Problem requirements —
Select, from the data, each line where "starting" occurs.

[Stored items]
/---

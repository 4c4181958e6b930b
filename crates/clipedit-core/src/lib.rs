//! # clipedit-core
//!
//! Core engine for clipedit, a single-user text editor built around
//! Copy/Paste/Cut/Delete commands with full undo/redo history.
//!
//! This crate is framework-agnostic and can be driven by:
//! - the `clipedit` command-line tool
//! - an interactive menu front end
//! - tests, through [`Editor`] directly
//!
//! ## Key Concepts
//!
//! - **Session**: A named document with its own command history and clipboard
//! - **Command**: One edit intent plus the pre-edit snapshot needed to reverse it
//! - **History cursor**: Index of the most recently executed command
//! - **Branch pruning**: Forward commands are discarded once a new edit is made after an undo

pub mod context;
pub mod error;
pub mod history;
pub mod paths;
pub mod persistence;
pub mod session;

// Re-export commonly used types
pub use context::{Editor, EditorBuilder, EditorStatus, SessionSummary};
pub use error::{EditorError, ValidationError};
pub use history::{ClipSelection, Clipboard, Command, CommandHistory, CommandKind, HistoryError, Span};
pub use paths::Layout;
pub use persistence::PersistenceError;
pub use session::{Session, SessionStore};
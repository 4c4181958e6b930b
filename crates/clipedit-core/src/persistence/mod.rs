//! Persistence layer for sessions, histories and clipboards.
//!
//! # Overview
//!
//! This module is the only part of the engine that touches storage:
//!
//! - **Index** - `Metadata/Available_Sessions.txt`, the ordered list of session files
//! - **Metadata** - `Metadata/Sessions/<name>`, name, cursor and every command
//! - **Clipboard** - `Metadata/Clipboard/<name>`, clipboard entries
//! - **Documents** - `Sessions/<name>`, the live document text
//!
//! See [`crate::paths::Layout`] for the directory tree.
//!
//! # Design Principles
//!
//! ## Atomic Writes
//!
//! Every file is written to `<file>.tmp` and then renamed over the target,
//! so an interrupted save leaves either the old or the new content.
//!
//! ## Missing Files Are Empty
//!
//! A missing index means no sessions; a missing metadata, clipboard or
//! document file means an empty history, clipboard or text. Only malformed
//! content is an error.
//!
//! # Usage
//!
//! ```ignore
//! use clipedit_core::persistence::{load, save};
//!
//! let mut store = load(&layout)?;
//! // ... edit ...
//! save(&layout, &store)?;
//! ```

pub mod clipboard;
pub mod documents;
pub mod index;
pub mod metadata;

use std::collections::HashSet;
use std::ffi::OsString;
use std::fs;
use std::io;
use std::path::{Path, PathBuf};

use crate::history::CommandHistory;
use crate::paths::Layout;
use crate::session::{validate_name, Session, SessionStore, SESSION_EXTENSION};

/// Line that terminates every text block and clipboard entry.
pub const DELIMITER: &str = "---";

/// Whether `text` has a line equal to [`DELIMITER`], which no text block can hold.
pub fn contains_delimiter_line(text: &str) -> bool {
    text.split('\n')
        .any(|line| line.strip_suffix('\r').unwrap_or(line) == DELIMITER)
}

/// Error type for persistence operations.
#[derive(Debug)]
pub enum PersistenceError {
    /// IO error (permission denied, disk full, etc.)
    Io(io::Error),
    /// File content does not follow the metadata format
    Malformed {
        file: String,
        line: usize,
        reason: String,
    },
}

impl std::fmt::Display for PersistenceError {
    fn fmt(&self, f: &mut std::fmt::Formatter<'_>) -> std::fmt::Result {
        match self {
            PersistenceError::Io(e) => write!(f, "IO error: {e}"),
            PersistenceError::Malformed { file, line, reason } => {
                write!(f, "Malformed {file} at line {line}: {reason}")
            }
        }
    }
}

impl std::error::Error for PersistenceError {
    fn source(&self) -> Option<&(dyn std::error::Error + 'static)> {
        match self {
            PersistenceError::Io(e) => Some(e),
            PersistenceError::Malformed { .. } => None,
        }
    }
}

impl From<io::Error> for PersistenceError {
    fn from(e: io::Error) -> Self {
        PersistenceError::Io(e)
    }
}

/// Write every session to disk and drop files of sessions that no longer exist.
pub fn save(layout: &Layout, store: &SessionStore) -> Result<(), PersistenceError> {
    let live: HashSet<String> = store.names().into_iter().collect();
    let removed = remove_stale(&layout.session_metadata_dir(), &live)?
        + remove_stale(&layout.clipboard_dir(), &live)?;
    if removed > 0 {
        log::debug!("removed {} stale metadata file(s)", removed);
    }

    index::write_index(layout, store)?;
    for session in store.iter() {
        metadata::write_metadata(layout, session)?;
        clipboard::write_clipboard(layout, session)?;
    }

    log::info!("saved {} session(s) to {}", store.len(), layout.root().display());
    Ok(())
}

/// Rebuild every session listed in the index.
///
/// Returns an empty store when no index exists. An index entry that is not a
/// valid session name is skipped; IO errors abort the load.
pub fn load(layout: &Layout) -> Result<SessionStore, PersistenceError> {
    let mut store = SessionStore::new();
    for file_name in index::read_index(layout)? {
        match load_session(layout, &file_name) {
            Ok(session) => {
                store.push(session);
            }
            Err(e @ PersistenceError::Malformed { .. }) => {
                log::warn!("skipping session {:?}: {}", file_name, e);
            }
            Err(e) => return Err(e),
        }
    }
    log::info!("loaded {} session(s) from {}", store.len(), layout.root().display());
    Ok(store)
}

fn load_session(layout: &Layout, file_name: &str) -> Result<Session, PersistenceError> {
    let stem = file_name.strip_suffix(SESSION_EXTENSION).unwrap_or(file_name);
    if let Err(e) = validate_name(stem) {
        return Err(PersistenceError::Malformed {
            file: index::INDEX_LABEL.to_string(),
            line: 0,
            reason: e.to_string(),
        });
    }

    let history = match metadata::read_metadata(layout, file_name) {
        Ok(Some((stored_name, history))) => {
            if stored_name != file_name {
                log::warn!(
                    "session file {} names itself {:?}; keeping the indexed name",
                    file_name,
                    stored_name
                );
            }
            history
        }
        Ok(None) => {
            log::warn!("no metadata for session {}, starting with empty history", file_name);
            CommandHistory::new()
        }
        Err(e @ PersistenceError::Malformed { .. }) => {
            log::warn!("{}; starting session {} with empty history", e, file_name);
            CommandHistory::new()
        }
        Err(e) => return Err(e),
    };

    let clipboard = clipboard::read_clipboard(layout, file_name)?;
    let text = documents::read_document(layout, file_name)?;

    Ok(Session::restore(file_name.to_string(), history, clipboard, text))
}

/// Delete every `*.txt` in `dir` whose file name is not in `keep`.
///
/// Returns the number of files removed. A missing directory has nothing to remove.
pub fn remove_stale(dir: &Path, keep: &HashSet<String>) -> Result<usize, PersistenceError> {
    if !dir.exists() {
        return Ok(0);
    }

    let mut removed = 0;
    for entry in fs::read_dir(dir)? {
        let path = entry?.path();
        if path.extension().map(|e| e != "txt").unwrap_or(true) {
            continue;
        }
        let Some(file_name) = path.file_name().and_then(|n| n.to_str()) else {
            continue;
        };
        if !keep.contains(file_name) {
            fs::remove_file(&path)?;
            removed += 1;
        }
    }

    Ok(removed)
}

/// Write to `<path>.tmp`, then rename over `path`.
pub(crate) fn write_atomic(path: &Path, contents: &str) -> Result<(), PersistenceError> {
    if let Some(parent) = path.parent() {
        fs::create_dir_all(parent)?;
    }

    let mut temp: OsString = path.as_os_str().to_owned();
    temp.push(".tmp");
    let temp_path = PathBuf::from(temp);

    fs::write(&temp_path, contents)?;
    fs::rename(&temp_path, path)?;

    Ok(())
}

/// Read a file, `None` if it does not exist.
pub(crate) fn read_optional(path: &Path) -> Result<Option<String>, PersistenceError> {
    match fs::read_to_string(path) {
        Ok(contents) => Ok(Some(contents)),
        Err(e) if e.kind() == io::ErrorKind::NotFound => Ok(None),
        Err(e) => Err(e.into()),
    }
}

/// Line-oriented reader shared by the metadata and clipboard decoders.
pub(crate) struct LineReader<'a> {
    file: &'a str,
    lines: std::str::Split<'a, char>,
    line: usize,
}

impl<'a> LineReader<'a> {
    pub(crate) fn new(file: &'a str, contents: &'a str) -> Self {
        Self {
            file,
            lines: contents.split('\n'),
            line: 0,
        }
    }

    /// Next raw line, without its `\n`.
    pub(crate) fn next_raw(&mut self) -> Option<&'a str> {
        let line = self.lines.next()?;
        self.line += 1;
        Some(line)
    }

    /// Next line with a trailing `\r` stripped; end of file is an error.
    pub(crate) fn next_line(&mut self, what: &str) -> Result<&'a str, PersistenceError> {
        match self.next_raw() {
            Some(line) => Ok(line.trim_end_matches('\r')),
            None => Err(self.malformed(format!("unexpected end of file, expected {what}"))),
        }
    }

    pub(crate) fn number<T: std::str::FromStr>(&mut self, what: &str) -> Result<T, PersistenceError> {
        let line = self.next_line(what)?;
        line.trim()
            .parse()
            .map_err(|_| self.malformed(format!("expected {what}, found {line:?}")))
    }

    pub(crate) fn delimiter(&mut self) -> Result<(), PersistenceError> {
        let line = self.next_line(DELIMITER)?;
        if line != DELIMITER {
            return Err(self.malformed(format!("expected {DELIMITER:?}, found {line:?}")));
        }
        Ok(())
    }

    /// Lines up to the next delimiter, joined with `\n`.
    pub(crate) fn block(&mut self, what: &str) -> Result<String, PersistenceError> {
        let mut lines = Vec::new();
        loop {
            let Some(line) = self.next_raw() else {
                return Err(self.malformed(format!("unterminated {what}")));
            };
            if line.trim_end_matches('\r') == DELIMITER {
                return Ok(lines.join("\n"));
            }
            lines.push(line);
        }
    }

    pub(crate) fn malformed(&self, reason: String) -> PersistenceError {
        PersistenceError::Malformed {
            file: self.file.to_string(),
            line: self.line,
            reason,
        }
    }
}

/// Append `text` as a delimited block.
pub(crate) fn push_block(out: &mut String, text: &str) {
    out.push_str(text);
    out.push('\n');
    out.push_str(DELIMITER);
    out.push('\n');
}

// ============================================================================
// TESTS
// ============================================================================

\---

Answer section —
            log::warn!("no metadata for session {}, starting with empty history", file_name);
            log::warn!("{}; starting session {} with empty history", e, file_name);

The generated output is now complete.